◆ **What you should do**: Read the lines below. Copy out any that hold the string "AtomicBool".

*** Opening of Data to process ***

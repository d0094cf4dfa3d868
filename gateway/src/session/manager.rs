use std::collections::HashMap;
use std::sync::atomic::{AtomicBool, Ordering};
use std::sync::{Arc, Mutex, Weak};
use std::time::{Duration, Instant};

use axum::extract::ws::{Message, WebSocket};
use futures_util::StreamExt;
use spdlog::prelude::{error, info, warn};
use tokio::sync::mpsc;

use super::client::{ClientSession, OUTBOUND_QUEUE_CAPACITY};
use super::error::{SessionError, UnregisterReason};
use super::idle_list::IdleList;
use super::pumps;
use crate::config::Config;
use crate::upstream::{Router, Signaler, UpstreamClientFactory};

/// Pacing channel capacity: a bursty-but-bounded token bucket.
const PACING_CAPACITY: usize = 3;
/// Arbiter wake-channel capacity for reaper interval changes.
const REAPER_WAKE_CAPACITY: usize = 1;

struct UnregisterRequest {
    session: Arc<ClientSession>,
    reason: UnregisterReason,
}

struct SignalRequest {
    user_id: String,
    connection_id: u32,
}

enum TeardownTrigger {
    Unregister(UnregisterReason),
    Signal,
}

/// Owns the user -> sessions registry and the idle list, and arbitrates
/// every lifecycle transition through two unbounded channels consumed by a
/// single task, so registry writes are never scattered across locks.
pub struct SessionManager {
    registry: Mutex<HashMap<String, Vec<Arc<ClientSession>>>>,
    idle_list: Mutex<IdleList>,
    unregister_tx: mpsc::UnboundedSender<UnregisterRequest>,
    signal_tx: mpsc::UnboundedSender<SignalRequest>,
    upstream_factory: UpstreamClientFactory,
    max_idle_time: Mutex<Duration>,
    reaper_min_interval: Duration,
    reaper_wake_tx: Mutex<Option<mpsc::Sender<()>>>,
    reaper_running: AtomicBool,
}

/// Delegates `Router`/`Signaler` calls back into the manager through a weak
/// reference, so the upstream factory doesn't hold a strong cycle back to
/// the manager that owns it.
#[derive(Clone)]
struct SessionManagerHandle(Weak<SessionManager>);

impl Router for SessionManagerHandle {
    fn route_response(&self, user_id: &str, connection_id: u32, content: String) {
        if let Some(manager) = self.0.upgrade() {
            if let Err(err) = manager.try_send(user_id, connection_id, content) {
                warn!("routed message dropped: {}", err);
            }
        }
    }
}

impl Signaler for SessionManagerHandle {
    fn signal(&self, user_id: &str, connection_id: u32) {
        if let Some(manager) = self.0.upgrade() {
            manager.signal(user_id, connection_id);
        }
    }
}

impl SessionManager {
    pub fn new(config: &Config) -> Arc<SessionManager> {
        let (unregister_tx, unregister_rx) = mpsc::unbounded_channel();
        let (signal_tx, signal_rx) = mpsc::unbounded_channel();
        let max_idle_time = config.max_idle_time;
        let reaper_min_interval = config.reaper_min_interval;
        let tcp_server_addr = config.tcp_server_addr;

        let manager = Arc::new_cyclic(|weak: &Weak<SessionManager>| {
            let handle = SessionManagerHandle(weak.clone());
            let upstream_factory = UpstreamClientFactory::new(
                tcp_server_addr,
                Arc::new(handle.clone()),
                Arc::new(handle),
            );
            SessionManager {
                registry: Mutex::new(HashMap::new()),
                idle_list: Mutex::new(IdleList::new()),
                unregister_tx,
                signal_tx,
                upstream_factory,
                max_idle_time: Mutex::new(max_idle_time),
                reaper_min_interval,
                reaper_wake_tx: Mutex::new(None),
                reaper_running: AtomicBool::new(false),
            }
        });

        let arbiter_manager = manager.clone();
        tokio::spawn(async move {
            arbiter_manager.run_arbiter(unregister_rx, signal_rx).await;
        });

        manager
    }

    /// Upgrades `socket` into a registered session for `user_id`: dials the
    /// engine, announces CONNECT, registers the session, and spawns its
    /// read pump, write pump, and pacing faucet.
    pub async fn accept(self: &Arc<Self>, user_id: String, socket: WebSocket) {
        let connection_id = loop {
            let candidate: u32 = rand::random();
            if candidate != 0 {
                break candidate;
            }
        };

        let upstream = match self.upstream_factory.new_client(user_id.clone(), connection_id).await {
            Ok(upstream) => upstream,
            Err(err) => {
                error!(
                    "rejecting upgrade: could not create upstream client: user_id={} error={}",
                    user_id, err
                );
                return;
            }
        };

        let (ws_tx, ws_rx) = socket.split();
        let (outbound_tx, outbound_rx) = mpsc::channel(OUTBOUND_QUEUE_CAPACITY);
        let session = ClientSession::new(user_id.clone(), connection_id, outbound_tx, upstream.clone());

        self.append_to_registry(session.clone());

        if let Err(err) = upstream.announce_connect().await {
            warn!(
                "upstream connect announcement failed, removing just this session: user_id={} connection_id={} error={}",
                user_id, connection_id, err
            );
            self.remove_from_registry(&user_id, connection_id);
            session.terminate();
            return;
        }

        self.put_idle(&session);

        let (pacing_tx, pacing_rx) = mpsc::channel(PACING_CAPACITY);

        let read_handle = tokio::spawn(pumps::read_pump(self.clone(), session.clone(), ws_rx, pacing_rx));
        let write_handle = tokio::spawn(pumps::write_pump(self.clone(), session.clone(), outbound_rx, ws_tx));
        let faucet_handle = tokio::spawn(pumps::token_faucet(session.clone(), pacing_tx));

        session.track_task(read_handle);
        session.track_task(write_handle);
        session.track_task(faucet_handle);

        info!(
            "session registered: user_id={} connection_id={}",
            user_id, connection_id
        );
    }

    /// Enqueues `content` onto the session's outbound queue. Returns
    /// `NotFound` if no such session exists; a full queue schedules the
    /// session for backpressure teardown instead of blocking.
    pub fn try_send(self: &Arc<Self>, user_id: &str, connection_id: u32, content: String) -> Result<(), SessionError> {
        let session = self
            .find_session(user_id, connection_id)
            .ok_or_else(|| SessionError::NotFound {
                user_id: user_id.to_string(),
                connection_id,
            })?;

        match session.outbound_tx.try_send(Message::Text(content)) {
            Ok(()) => Ok(()),
            Err(mpsc::error::TrySendError::Full(_)) => {
                self.request_unregister(session, UnregisterReason::BufferFull);
                Ok(())
            }
            Err(mpsc::error::TrySendError::Closed(_)) => Ok(()),
        }
    }

    /// Asynchronous kill request from the upstream reader once its link to
    /// the engine has died. Skips the disconnect announcement since the
    /// upstream side is already gone.
    pub fn signal(self: &Arc<Self>, user_id: &str, connection_id: u32) {
        let _ = self.signal_tx.send(SignalRequest {
            user_id: user_id.to_string(),
            connection_id,
        });
    }

    /// Requests teardown for a local reason (read error, idle, backpressure).
    pub fn request_unregister(self: &Arc<Self>, session: Arc<ClientSession>, reason: UnregisterReason) {
        let _ = self.unregister_tx.send(UnregisterRequest { session, reason });
    }

    /// Moves `session` onto the tail of the idle list (mark it inactive,
    /// stamp `lastActiveAt`), starting the reaper if this is the first idle
    /// session and none is running yet.
    pub fn put_idle(self: &Arc<Self>, session: &Arc<ClientSession>) {
        session.set_active(false);
        session.touch();

        let mut idle_list = self.idle_list.lock().unwrap();
        if let Some(old) = session.idle_handle() {
            idle_list.remove(old);
        }
        let handle = idle_list.push_back(session.clone(), session.last_active_at());
        session.set_idle_handle(Some(handle));
        drop(idle_list);

        self.ensure_reaper_started();
    }

    /// Detaches `session` from the idle list and marks it active — a
    /// message is now being processed for it.
    pub fn reclaim(&self, session: &Arc<ClientSession>) {
        if let Some(handle) = session.idle_handle() {
            self.idle_list.lock().unwrap().remove(handle);
            session.set_idle_handle(None);
        }
        session.set_active(true);
    }

    /// Adjusts the idle threshold at runtime. A strict reduction wakes the
    /// reaper so the next wake is `min(remaining, newInterval)` rather than
    /// waiting out whatever sleep was already scheduled.
    pub fn set_max_idle_time(self: &Arc<Self>, new_duration: Duration) {
        let mut max_idle_time = self.max_idle_time.lock().unwrap();
        let old = *max_idle_time;
        *max_idle_time = new_duration;
        drop(max_idle_time);

        if new_duration > Duration::ZERO && new_duration < old {
            if let Some(wake_tx) = self.reaper_wake_tx.lock().unwrap().as_ref() {
                let _ = wake_tx.try_send(());
            }
        }

        self.ensure_reaper_started();
    }

    fn max_idle_time(&self) -> Duration {
        *self.max_idle_time.lock().unwrap()
    }

    fn append_to_registry(&self, session: Arc<ClientSession>) {
        self.registry
            .lock()
            .unwrap()
            .entry(session.user_id.clone())
            .or_default()
            .push(session);
    }

    fn find_session(&self, user_id: &str, connection_id: u32) -> Option<Arc<ClientSession>> {
        self.registry
            .lock()
            .unwrap()
            .get(user_id)
            .and_then(|sessions| sessions.iter().find(|s| s.connection_id == connection_id).cloned())
    }

    /// Removes the single session matching `(user_id, connection_id)`,
    /// deleting the user's key entirely only if its list becomes empty.
    /// Returns whether anything was actually removed.
    fn remove_from_registry(&self, user_id: &str, connection_id: u32) -> bool {
        let mut registry = self.registry.lock().unwrap();
        let Some(sessions) = registry.get_mut(user_id) else {
            return false;
        };
        let before = sessions.len();
        sessions.retain(|s| s.connection_id != connection_id);
        let removed = sessions.len() != before;
        if sessions.is_empty() {
            registry.remove(user_id);
        }
        removed
    }

    fn registry_is_empty(&self) -> bool {
        self.registry.lock().unwrap().is_empty()
    }

    fn ensure_reaper_started(self: &Arc<Self>) {
        if self
            .reaper_running
            .compare_exchange(false, true, Ordering::SeqCst, Ordering::SeqCst)
            .is_err()
        {
            return;
        }
        let (wake_tx, wake_rx) = mpsc::channel(REAPER_WAKE_CAPACITY);
        *self.reaper_wake_tx.lock().unwrap() = Some(wake_tx);

        let reaper_manager = self.clone();
        tokio::spawn(async move {
            reaper_manager.run_reaper(wake_rx).await;
        });
    }

    async fn run_arbiter(
        self: Arc<Self>,
        mut unregister_rx: mpsc::UnboundedReceiver<UnregisterRequest>,
        mut signal_rx: mpsc::UnboundedReceiver<SignalRequest>,
    ) {
        loop {
            tokio::select! {
                maybe_req = unregister_rx.recv() => {
                    match maybe_req {
                        Some(req) => self.handle_teardown(req.session, TeardownTrigger::Unregister(req.reason)).await,
                        None => break,
                    }
                }
                maybe_req = signal_rx.recv() => {
                    match maybe_req {
                        Some(req) => {
                            if let Some(session) = self.find_session(&req.user_id, req.connection_id) {
                                self.handle_teardown(session, TeardownTrigger::Signal).await;
                            }
                        }
                        None => break,
                    }
                }
            }
        }
    }

    async fn handle_teardown(&self, session: Arc<ClientSession>, trigger: TeardownTrigger) {
        self.remove_from_registry(&session.user_id, session.connection_id);
        if let Some(handle) = session.idle_handle() {
            self.idle_list.lock().unwrap().remove(handle);
            session.set_idle_handle(None);
        }

        match &trigger {
            TeardownTrigger::Unregister(reason) => {
                info!(
                    "terminating session: user_id={} connection_id={} reason={}",
                    session.user_id, session.connection_id, reason
                );
                if let Some(upstream) = session.upstream() {
                    if let Err(err) = upstream.announce_disconnect().await {
                        warn!("disconnect announcement failed (teardown continues): {}", err);
                    }
                }
            }
            TeardownTrigger::Signal => {
                info!(
                    "signal received to kill session: user_id={} connection_id={}",
                    session.user_id, session.connection_id
                );
            }
        }

        session.terminate();
    }

    async fn run_reaper(self: Arc<Self>, mut wake_rx: mpsc::Receiver<()>) {
        let mut sleep_for = self.max_idle_time().max(self.reaper_min_interval);

        loop {
            tokio::select! {
                _ = tokio::time::sleep(sleep_for) => {}
                _ = wake_rx.recv() => {}
            }

            let max_idle_time = self.max_idle_time();
            if max_idle_time <= Duration::ZERO || self.registry_is_empty() {
                self.reaper_running.store(false, Ordering::SeqCst);
                *self.reaper_wake_tx.lock().unwrap() = None;
                return;
            }

            let now = Instant::now();
            let cutoff = now.checked_sub(max_idle_time).unwrap_or(now);
            let expired = {
                let mut idle_list = self.idle_list.lock().unwrap();
                idle_list.drain_expired(cutoff)
            };
            for session in &expired {
                session.set_idle_handle(None);
            }
            for session in expired {
                self.request_unregister(session, UnregisterReason::IdleTooLong);
            }

            let earliest = self.idle_list.lock().unwrap().earliest();
            sleep_for = match earliest {
                Some(earliest) => {
                    let expiry = earliest + max_idle_time;
                    let remaining = expiry.saturating_duration_since(now);
                    remaining.max(self.reaper_min_interval)
                }
                None => {
                    self.reaper_running.store(false, Ordering::SeqCst);
                    *self.reaper_wake_tx.lock().unwrap() = None;
                    return;
                }
            };
        }
    }
}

*** Close of Data to process ***

◆ **Response to this task**:
use std::sync::atomic::{AtomicBool, Ordering};
    reaper_running: AtomicBool,
                reaper_running: AtomicBool::new(false),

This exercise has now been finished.